- **ACTIVITY**:
Among the records below, count the lines where "Sealed" occurs, and report that total alone.

Collected data entries:
• • •

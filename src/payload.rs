//! Payload formats (v1)
//!
//! Symmetric:
//!   base64( nonce[12] || tag[16] || ct[N] )
//!
//! Asymmetric (JSON):
//!   {"v":1,"alg":"RSA-2048-OAEP","rsa_key_id":7,"ct":"<b64>"}
//!
//! Hybrid (JSON, each binary field base64 on its own):
//!   {"v":1,"alg":"HYBRID-RSA2048-OAEP-AES128-GCM","rsa_key_id":7,
//!    "ek":"<b64>","iv":"<b64>","tag":"<b64>","ct":"<b64>"}
//!
//! Symmetric decode failures all report the same reason. Structured payloads
//! name the structural problem (missing field, bad version) but never anything
//! learned from key material.

use base64::engine::general_purpose::STANDARD;
use base64::Engine;
use serde::{Deserialize, Serialize};

use fieldvault_envelope::aead::{NONCE_BYTES, TAG_BYTES};
use fieldvault_envelope::Sealed;
use fieldvault_keystore::KeyId;

use crate::algorithm::Algorithm;
use crate::error::{FieldError, Result, REJECTED};

/// Version written into every structured payload.
pub const PAYLOAD_VERSION: u32 = 1;

/// Minimum decoded symmetric payload: nonce + tag, empty ciphertext.
pub const SYMMETRIC_MIN_BYTES: usize = NONCE_BYTES + TAG_BYTES; // 28

/// `RSA-2048-OAEP` for a 2048-bit key.
pub fn rsa_alg_name(bits: usize) -> String {
    format!("RSA-{bits}-OAEP")
}

/// `HYBRID-RSA2048-OAEP-AES128-GCM` for a 2048-bit key.
pub fn hybrid_alg_name(bits: usize) -> String {
    format!("HYBRID-RSA{bits}-OAEP-AES128-GCM")
}

fn malformed(reason: &'static str) -> FieldError {
    FieldError::Decryption(reason)
}

fn b64_field(value: &str, reason: &'static str) -> Result<Vec<u8>> {
    STANDARD.decode(value).map_err(|_| malformed(reason))
}

fn require<T>(value: Option<T>, reason: &'static str) -> Result<T> {
    value.ok_or_else(|| malformed(reason))
}

fn check_version(v: u32) -> Result<()> {
    if v != PAYLOAD_VERSION {
        return Err(malformed("unsupported payload version"));
    }
    Ok(())
}

// ---------------------------------------------------------------------------
// Symmetric
// ---------------------------------------------------------------------------

#[derive(Clone, Debug, PartialEq, Eq)]
pub struct SymmetricPayload {
    pub nonce: [u8; NONCE_BYTES],
    pub tag: [u8; TAG_BYTES],
    pub ciphertext: Vec<u8>,
}

impl From<Sealed> for SymmetricPayload {
    fn from(s: Sealed) -> Self {
        Self {
            nonce: s.nonce,
            tag: s.tag,
            ciphertext: s.ciphertext,
        }
    }
}

impl SymmetricPayload {
    pub fn encode(&self) -> String {
        let mut out = Vec::with_capacity(SYMMETRIC_MIN_BYTES + self.ciphertext.len());
        out.extend_from_slice(&self.nonce);
        out.extend_from_slice(&self.tag);
        out.extend_from_slice(&self.ciphertext);
        STANDARD.encode(out)
    }

    pub fn decode(encoded: &str) -> Result<Self> {
        let raw = STANDARD
            .decode(encoded.trim())
            .map_err(|_| malformed(REJECTED))?;
        if raw.len() < SYMMETRIC_MIN_BYTES {
            return Err(malformed(REJECTED));
        }

        let (nonce, rest) = raw.split_at(NONCE_BYTES);
        let (tag, ciphertext) = rest.split_at(TAG_BYTES);
        Ok(Self {
            nonce: nonce.try_into().map_err(|_| malformed(REJECTED))?,
            tag: tag.try_into().map_err(|_| malformed(REJECTED))?,
            ciphertext: ciphertext.to_vec(),
        })
    }
}

// ---------------------------------------------------------------------------
// Asymmetric
// ---------------------------------------------------------------------------

#[derive(Clone, Debug, PartialEq, Eq, Serialize)]
pub struct RsaPayload {
    pub v: u32,
    pub alg: String,
    pub rsa_key_id: i64,
    /// base64 OAEP ciphertext.
    pub ct: String,
}

#[derive(Deserialize)]
struct RawRsaPayload {
    v: Option<u32>,
    alg: Option<String>,
    rsa_key_id: Option<i64>,
    ct: Option<String>,
}

impl RsaPayload {
    pub fn new(bits: usize, key_id: KeyId, ciphertext: &[u8]) -> Self {
        Self {
            v: PAYLOAD_VERSION,
            alg: rsa_alg_name(bits),
            rsa_key_id: key_id.get(),
            ct: STANDARD.encode(ciphertext),
        }
    }

    pub fn key_id(&self) -> KeyId {
        KeyId::new(self.rsa_key_id)
    }

    pub fn ciphertext(&self) -> Result<Vec<u8>> {
        b64_field(&self.ct, "invalid base64 in `ct`")
    }

    pub fn encode(&self) -> Result<String> {
        serde_json::to_string(self).map_err(|_| FieldError::Encryption("payload serialization failed"))
    }

    pub fn decode(encoded: &str) -> Result<Self> {
        let raw: RawRsaPayload =
            serde_json::from_str(encoded).map_err(|_| malformed("malformed payload"))?;
        let payload = Self {
            v: require(raw.v, "missing field `v`")?,
            alg: require(raw.alg, "missing field `alg`")?,
            rsa_key_id: require(raw.rsa_key_id, "missing field `rsa_key_id`")?,
            ct: require(raw.ct, "missing field `ct`")?,
        };
        check_version(payload.v)?;
        if !(payload.alg.starts_with("RSA-") && payload.alg.ends_with("-OAEP")) {
            return Err(malformed("algorithm mismatch"));
        }
        Ok(payload)
    }
}

// ---------------------------------------------------------------------------
// Hybrid
// ---------------------------------------------------------------------------

#[derive(Clone, Debug, PartialEq, Eq, Serialize)]
pub struct HybridPayload {
    pub v: u32,
    pub alg: String,
    pub rsa_key_id: i64,
    /// base64 OAEP-wrapped ephemeral AES key.
    pub ek: String,
    /// base64 nonce.
    pub iv: String,
    /// base64 GCM tag.
    pub tag: String,
    /// base64 body ciphertext.
    pub ct: String,
}

#[derive(Deserialize)]
struct RawHybridPayload {
    v: Option<u32>,
    alg: Option<String>,
    rsa_key_id: Option<i64>,
    ek: Option<String>,
    iv: Option<String>,
    tag: Option<String>,
    ct: Option<String>,
}

impl HybridPayload {
    pub fn new(bits: usize, key_id: KeyId, wrapped_key: &[u8], body: &Sealed) -> Self {
        Self {
            v: PAYLOAD_VERSION,
            alg: hybrid_alg_name(bits),
            rsa_key_id: key_id.get(),
            ek: STANDARD.encode(wrapped_key),
            iv: STANDARD.encode(body.nonce),
            tag: STANDARD.encode(body.tag),
            ct: STANDARD.encode(&body.ciphertext),
        }
    }

    pub fn key_id(&self) -> KeyId {
        KeyId::new(self.rsa_key_id)
    }

    pub fn wrapped_key(&self) -> Result<Vec<u8>> {
        b64_field(&self.ek, "invalid base64 in `ek`")
    }

    pub fn nonce(&self) -> Result<[u8; NONCE_BYTES]> {
        b64_field(&self.iv, "invalid base64 in `iv`")?
            .try_into()
            .map_err(|_| malformed("invalid `iv` length"))
    }

    pub fn tag(&self) -> Result<[u8; TAG_BYTES]> {
        b64_field(&self.tag, "invalid base64 in `tag`")?
            .try_into()
            .map_err(|_| malformed("invalid `tag` length"))
    }

    pub fn ciphertext(&self) -> Result<Vec<u8>> {
        b64_field(&self.ct, "invalid base64 in `ct`")
    }

    pub fn encode(&self) -> Result<String> {
        serde_json::to_string(self).map_err(|_| FieldError::Encryption("payload serialization failed"))
    }

    /// Parse and check that every field is present, reporting the first missing one.
    pub fn decode(encoded: &str) -> Result<Self> {
        let raw: RawHybridPayload =
            serde_json::from_str(encoded).map_err(|_| malformed("malformed payload"))?;
        let payload = Self {
            v: require(raw.v, "missing field `v`")?,
            alg: require(raw.alg, "missing field `alg`")?,
            rsa_key_id: require(raw.rsa_key_id, "missing field `rsa_key_id`")?,
            ek: require(raw.ek, "missing field `ek`")?,
            iv: require(raw.iv, "missing field `iv`")?,
            tag: require(raw.tag, "missing field `tag`")?,
            ct: require(raw.ct, "missing field `ct`")?,
        };
        check_version(payload.v)?;
        if !payload.alg.starts_with("HYBRID-") {
            return Err(malformed("algorithm mismatch"));
        }
        Ok(payload)
    }
}

// ---------------------------------------------------------------------------
// Tagged payload
// ---------------------------------------------------------------------------

/// A parsed stored value, one variant per cipher.
#[derive(Clone, Debug, PartialEq, Eq)]
pub enum Payload {
    Symmetric(SymmetricPayload),
    Asymmetric(RsaPayload),
    Hybrid(HybridPayload),
}

impl Payload {
    pub fn parse(algorithm: Algorithm, encoded: &str) -> Result<Self> {
        Ok(match algorithm {
            Algorithm::Aes => Payload::Symmetric(SymmetricPayload::decode(encoded)?),
            Algorithm::Rsa => Payload::Asymmetric(RsaPayload::decode(encoded)?),
            Algorithm::Hybrid => Payload::Hybrid(HybridPayload::decode(encoded)?),
        })
    }

    pub fn algorithm(&self) -> Algorithm {
        match self {
            Payload::Symmetric(_) => Algorithm::Aes,
            Payload::Asymmetric(_) => Algorithm::Rsa,
            Payload::Hybrid(_) => Algorithm::Hybrid,
        }
    }

    /// Registry key referenced by the payload, if any.
    pub fn key_id(&self) -> Option<KeyId> {
        match self {
            Payload::Symmetric(_) => None,
            Payload::Asymmetric(p) => Some(p.key_id()),
            Payload::Hybrid(p) => Some(p.key_id()),
        }
    }
}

• • •

- **REPLY**:
4